- **RECORDED DATA**
- - -
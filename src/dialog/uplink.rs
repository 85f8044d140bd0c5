//! Audio uplink: captured audio into the dialog request stream
//!
//! A capture thread reads chunks from its own device handle and hands them to
//! a forwarder task, which writes them as `audio_in` frames in capture order.
//! Stopping ends capture after the current read; chunks already captured are
//! still forwarded, then the request stream is half-closed.

use std::sync::Arc;
use std::thread::JoinHandle;
use std::time::Duration;

use tokio::sync::{mpsc, oneshot};

use super::protocol::DialogRequest;
use super::transport::RequestSender;
use crate::error::DeviceError;
use crate::voice::{AudioChunk, CaptureSource, ReadOutcome, StopSignal};
use crate::{Error, Result};

/// Chunks buffered between the capture thread and the forwarder
const UPLINK_BUFFER: usize = 32;

/// Counters reported when the uplink finishes
#[derive(Debug, Clone, Copy, Default, PartialEq, Eq)]
pub struct UplinkStats {
    /// Chunks read from the device
    pub captured: usize,
    /// Chunks written to the request stream
    pub sent: usize,
    /// Overruns reported by the device
    pub overruns: usize,
}

/// Streams captured audio into a dialog request stream
pub struct AudioUplink {
    stop: StopSignal,
    capture: Option<JoinHandle<CaptureCounters>>,
    forwarder: Option<tokio::task::JoinHandle<usize>>,
}

#[derive(Debug, Default)]
struct CaptureCounters {
    captured: usize,
    overruns: usize,
}

impl AudioUplink {
    /// Open the capture device and start forwarding
    ///
    /// Resolves once the device is open, so a turn never streams from a
    /// device that failed to open.
    ///
    /// # Errors
    ///
    /// Returns error if the capture thread cannot be spawned or the device
    /// cannot be opened
    pub async fn start(
        source: Arc<dyn CaptureSource>,
        sender: RequestSender,
        backoff: Duration,
    ) -> Result<Self> {
        let stop = StopSignal::new();
        let (chunk_tx, chunk_rx) = mpsc::channel(UPLINK_BUFFER);
        let (opened_tx, opened_rx) = oneshot::channel();

        let capture_stop = stop.clone();
        let capture = std::thread::Builder::new()
            .name("hark-uplink".to_string())
            .spawn(move || {
                capture_loop(source.as_ref(), opened_tx, &chunk_tx, &capture_stop, backoff)
            })
            .map_err(|e| Error::Audio(format!("failed to spawn uplink capture thread: {e}")))?;

        match opened_rx.await {
            Ok(Ok(())) => {}
            // The capture thread exits right after reporting
            Ok(Err(e)) => return Err(Error::Device(e)),
            Err(_) => return Err(Error::Audio("uplink capture thread exited".to_string())),
        }

        let forwarder = tokio::spawn(forward_chunks(chunk_rx, sender));

        Ok(Self {
            stop,
            capture: Some(capture),
            forwarder: Some(forwarder),
        })
    }

    /// Stop capturing; returns `true` only for the call that stopped it
    pub fn stop(&self) -> bool {
        if self.stop.is_stop_requested() {
            return false;
        }
        self.stop.request_stop();
        tracing::debug!("audio uplink stopping");
        true
    }

    /// Whether a stop was requested
    #[must_use]
    pub fn is_stopped(&self) -> bool {
        self.stop.is_stop_requested()
    }

    /// Stop, then wait for the capture thread and the forwarder to exit
    pub async fn finish(mut self) -> UplinkStats {
        self.stop();
        let mut stats = UplinkStats::default();

        if let Some(handle) = self.capture.take() {
            match tokio::task::spawn_blocking(move || handle.join()).await {
                Ok(Ok(counters)) => {
                    stats.captured = counters.captured;
                    stats.overruns = counters.overruns;
                }
                Ok(Err(_)) => tracing::error!("uplink capture thread panicked"),
                Err(e) => tracing::error!(error = %e, "failed to join uplink capture thread"),
            }
        }

        if let Some(forwarder) = self.forwarder.take() {
            match forwarder.await {
                Ok(sent) => stats.sent = sent,
                Err(e) => tracing::error!(error = %e, "uplink forwarder failed"),
            }
        }

        tracing::debug!(
            captured = stats.captured,
            sent = stats.sent,
            overruns = stats.overruns,
            "audio uplink finished"
        );
        stats
    }
}

impl Drop for AudioUplink {
    fn drop(&mut self) {
        // Threads exit on their own once stopped
        self.stop.request_stop();
    }
}

fn capture_loop(
    source: &dyn CaptureSource,
    opened: oneshot::Sender<std::result::Result<(), DeviceError>>,
    chunks: &mpsc::Sender<AudioChunk>,
    stop: &StopSignal,
    backoff: Duration,
) -> CaptureCounters {
    let mut counters = CaptureCounters::default();

    let mut device = match source.open() {
        Ok(device) => device,
        Err(e) => {
            tracing::error!(error = %e, "failed to open capture device for dialog");
            let _ = opened.send(Err(e));
            return counters;
        }
    };
    if opened.send(Ok(())).is_err() {
        tracing::debug!("uplink abandoned before capture started");
        device.close();
        return counters;
    }

    while !stop.is_stop_requested() {
        match device.read_chunk() {
            Ok(chunk) => {
                counters.captured += 1;
                if chunks.blocking_send(chunk).is_err() {
                    tracing::debug!("uplink forwarder gone, ending capture");
                    break;
                }
            }
            Err(ReadOutcome::TransientRetry) => std::thread::sleep(backoff),
            Err(ReadOutcome::Overrun) => {
                counters.overruns += 1;
                tracing::warn!(overruns = counters.overruns, "capture overrun during dialog");
            }
            Err(ReadOutcome::SuspendedRecoverable) => {
                tracing::warn!("capture device suspended during dialog");
                std::thread::sleep(backoff);
            }
            Err(ReadOutcome::Fatal) => {
                tracing::error!("capture device failed during dialog");
                break;
            }
        }
    }

    device.close();
    counters
}

async fn forward_chunks(mut chunks: mpsc::Receiver<AudioChunk>, sender: RequestSender) -> usize {
    let mut sent = 0;
    while let Some(chunk) = chunks.recv().await {
        let request = DialogRequest::AudioIn {
            audio: chunk.into_bytes(),
        };
        if let Err(e) = sender.write(request).await {
            tracing::warn!(error = %e, "failed to forward audio");
            break;
        }
        sent += 1;
    }
    sender.close_send();
    sent
}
- - -
- **WHAT YOU SHOULD DO**
Exactly as written, please reproduce the lines from the first line of the data to the line containing "already captured are", inclusive, and nothing else.

- **FINAL ANSWER**
filename src/dialog/uplink.rs
repository 85f8044d140bd0c5
//! Audio uplink: captured audio into the dialog request stream
//!
//! A capture thread reads chunks from its own device handle and hands them to
//! a forwarder task, which writes them as `audio_in` frames in capture order.
//! Stopping ends capture after the current read; chunks already captured are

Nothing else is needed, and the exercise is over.